5. They battle sun damage
Sunscreen is a daily necessity, but it isn’t the only skin saver on your side. Eating beans can actually help fight the effects of UV rays. Older research points to fewer wrinkles in the skin of older subjects who ate a lot of legumes, though more recent research is needed to be sure.
Legumes are also high in zinc, which is known to help heal scars and prevent sun damage and other signs of aging. Half a cup of kidney beans contains almost a whole day’s amount of zinc, so eat up for better skin health. Beans also contain antioxidant-rich polyphenol, which, combined with sunscreen, may help protect you against the sun.
6. They’re good for the environment
Chowing down on beans instead of meat can drastically reduce your carbon footprint — one report says that subbing them in place of beef would allow the U.S. to reach 46 to 74 percent of its greenhouse gas reduction goals.
And they don’t just help the air. Most plants need a nitrogen fertilizer to thrive — but not beans. Legumes basically make their own fertilizer by storing nitrogen in their roots, which not only helps them grow big and strong but also benefits other crops that are rotated in the soil after them.
7. They don’t actually make gas worse
Much as we love the old nursery rhyme, you don’t need to fear a surge in flatulence from eating beans. Older research shows bean-induced gas, if it happens at all, may decrease once you start eating them more regularly.
There are few risks in eating beans for most people. But if you happen to be allergic to a certain type of bean or other members of the legume family, you may find that you’re allergic to multiple types.
Some types of beans also contain lectins, a type of protein that can bind to carbs. Research suggests that lectins may prevent nutrient absorption. Using canned beans and cooking dried beans well is the safest route to removing the lectins and making them safe to eat. It’s rare that people end up consuming too much lectin, so don’t worry if you’re mostly using canned beans.

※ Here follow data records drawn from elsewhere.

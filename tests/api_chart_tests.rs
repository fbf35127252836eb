use approx::assert_relative_eq;
use chrono::NaiveDate;
use plotbind::api::{Chart, ChartConfig};
use plotbind::core::{Margins, Point, Viewport, WeatherRecord};
use plotbind::error::{ChartError, ChartResult};
use plotbind::tessellation::{Cell, Tessellator};

fn scenario_config() -> ChartConfig {
    let mut config = ChartConfig::default();
    config.margins = Margins::uniform(30.0);
    config.padding_ratio = 1.0;
    config
}

fn scenario_records() -> Vec<WeatherRecord> {
    vec![
        WeatherRecord::new(
            Some(40.0),
            Some(0.5),
            Some(0.2),
            NaiveDate::from_ymd_opt(2019, 1, 1),
        ),
        WeatherRecord::new(
            Some(60.0),
            Some(0.8),
            Some(0.9),
            NaiveDate::from_ymd_opt(2019, 6, 1),
        ),
    ]
}

fn scenario_chart() -> Chart {
    // 560 outer with uniform 30 margins leaves a 500x500 bounded area.
    let mut chart = Chart::new(Viewport::new(560, 560), scenario_config()).expect("chart");
    chart.set_data(scenario_records()).expect("set data");
    chart
}

#[test]
fn mark_count_equals_dataset_size() {
    let mut chart = scenario_chart();
    let frame = chart.render().expect("frame");

    assert_eq!(chart.marks().len(), 2);
    assert_eq!(frame.circles.len(), 2);
}

#[test]
fn marks_land_at_deterministic_scaled_positions() {
    let mut chart = scenario_chart();
    chart.render().expect("frame");

    let marks: Vec<_> = chart.marks().iter().collect();
    // Domain [40, 60] maps onto bounded x [0, 500]; [0.5, 0.8] onto y [500, 0];
    // both offset by the uniform 30px margin.
    assert_relative_eq!(marks[0].attributes().x, 30.0, epsilon = 1e-9);
    assert_relative_eq!(marks[0].attributes().y, 530.0, epsilon = 1e-9);
    assert_relative_eq!(marks[1].attributes().x, 530.0, epsilon = 1e-9);
    assert_relative_eq!(marks[1].attributes().y, 30.0, epsilon = 1e-9);
}

#[test]
fn mark_colors_follow_the_cloud_cover_gradient() {
    let config = scenario_config();
    let mut chart = scenario_chart();
    chart.render().expect("frame");

    let marks: Vec<_> = chart.marks().iter().collect();
    // Record 1 sits at the light end of the gradient, record 2 at the dark end.
    assert_eq!(marks[0].attributes().fill, config.gradient_start);
    assert_eq!(marks[1].attributes().fill, config.gradient_end);
}

#[test]
fn marks_stay_bound_to_their_records() {
    let mut chart = scenario_chart();
    chart.render().expect("frame");

    for (expected, mark) in chart.marks().iter().enumerate() {
        assert_eq!(mark.record_index(), expected);
    }
    assert!(chart.marks().get("2019-01-01").is_some());
    assert!(chart.marks().get("2019-06-01").is_some());
}

#[test]
fn rendering_twice_is_idempotent() {
    let mut chart = scenario_chart();

    let first = chart.render().expect("first frame");
    let second = chart.render().expect("second frame");

    assert_eq!(first, second);
    assert_eq!(chart.marks().len(), 2);
}

#[test]
fn tessellation_covers_one_cell_per_record() {
    let chart = scenario_chart();
    assert_eq!(chart.cells().len(), 2);
}

#[test]
fn cell_overlay_is_rendered_when_configured() {
    let mut config = scenario_config();
    config.cell_stroke = Some(plotbind::core::Color::rgb(0.9, 0.5, 0.5));

    let mut chart = Chart::new(Viewport::new(560, 560), config).expect("chart");
    chart.set_data(scenario_records()).expect("set data");
    let frame = chart.render().expect("frame");

    assert_eq!(frame.paths.len(), 2);
}

#[test]
fn overlay_is_invisible_by_default() {
    let mut chart = scenario_chart();
    let frame = chart.render().expect("frame");
    assert!(frame.paths.is_empty());
}

#[test]
fn empty_dataset_is_rejected() {
    let mut chart = Chart::new(Viewport::new(560, 560), scenario_config()).expect("chart");
    let result = chart.set_data(Vec::new());
    assert!(matches!(result, Err(ChartError::EmptyDataset)));
}

#[test]
fn render_before_set_data_is_rejected() {
    let mut chart = Chart::new(Viewport::new(560, 560), scenario_config()).expect("chart");
    assert!(chart.render().is_err());
}

#[test]
fn record_missing_a_position_channel_is_reported() {
    let mut chart = Chart::new(Viewport::new(560, 560), scenario_config()).expect("chart");
    let mut records = scenario_records();
    records[1].dew_point = None;

    let result = chart.set_data(records);
    assert!(matches!(
        result,
        Err(ChartError::MissingValue {
            field: "dewPoint",
            index: 1
        })
    ));
}

#[test]
fn failed_set_data_preserves_the_previous_dataset() {
    let mut chart = scenario_chart();

    let mut broken = scenario_records();
    broken[0].humidity = None;
    assert!(chart.set_data(broken).is_err());

    assert_eq!(chart.records().len(), 2);
    chart.render().expect("previous dataset still renders");
}

#[test]
fn hit_test_misses_outside_the_bounded_area() {
    let chart = scenario_chart();
    assert_eq!(chart.hit_test(5.0, 5.0), None);
    assert_eq!(chart.hit_test(1000.0, 1000.0), None);
}

#[test]
fn hit_test_resolves_interior_points_to_the_nearest_record() {
    let chart = scenario_chart();
    assert_eq!(chart.hit_test(40.0, 520.0), Some(0));
    assert_eq!(chart.hit_test(520.0, 40.0), Some(1));
}

/// Assigns the whole bounds to the last site; every other cell is degenerate.
#[derive(Debug)]
struct LastSiteTessellator;

impl Tessellator for LastSiteTessellator {
    fn cells(
        &self,
        sites: &[Point],
        bounds_width: f64,
        bounds_height: f64,
    ) -> ChartResult<Vec<Cell>> {
        let rectangle = [
            Point::new(0.0, 0.0),
            Point::new(bounds_width, 0.0),
            Point::new(bounds_width, bounds_height),
            Point::new(0.0, bounds_height),
        ];
        Ok((0..sites.len())
            .map(|site| Cell {
                site,
                vertices: if site + 1 == sites.len() {
                    rectangle.iter().copied().collect()
                } else {
                    Default::default()
                },
            })
            .collect())
    }
}

#[test]
fn substitute_tessellator_drives_hit_testing() {
    let mut chart = Chart::new(Viewport::new(560, 560), scenario_config())
        .expect("chart")
        .with_tessellator(Box::new(LastSiteTessellator));
    chart.set_data(scenario_records()).expect("set data");

    assert_eq!(chart.cells().len(), 2);
    assert!(chart.cells()[0].is_degenerate());

    // Right on top of record 0's mark, yet the substitute cell geometry
    // routes the hit to record 1.
    assert_eq!(chart.hit_test(30.0, 530.0), Some(1));
    assert_eq!(chart.hit_test(40.0, 520.0), Some(1));
    assert_eq!(chart.hit_test(5.0, 5.0), None);
}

If you live with irritable bowel syndrome or eat a low-FODMAP diet, beans may also not fit into your eating plan.
For most of us, though, the biggest side effect of that bean burrito will be gas, and it isn’t even likely. And as we mentioned, it could just be happening if you’re newer to eating beans. But if it does, it can range from mildly embarrassing to really uncomfortable. If you’re not a bean eater on the regular (pun intended), start adding them slowly so you’re not gassing up the joint later.
Canned beans are some of the easiest ingredients to add to your stews, soups, baked goods, and more. So finding out that they’re also really great for you is a mega bonus. They’re a great whole protein source for vegetarians and vegans, too.
Browse those grocery aisles for new types of beans you’ve never tried to spice up your culinary life (and your health at the same time!).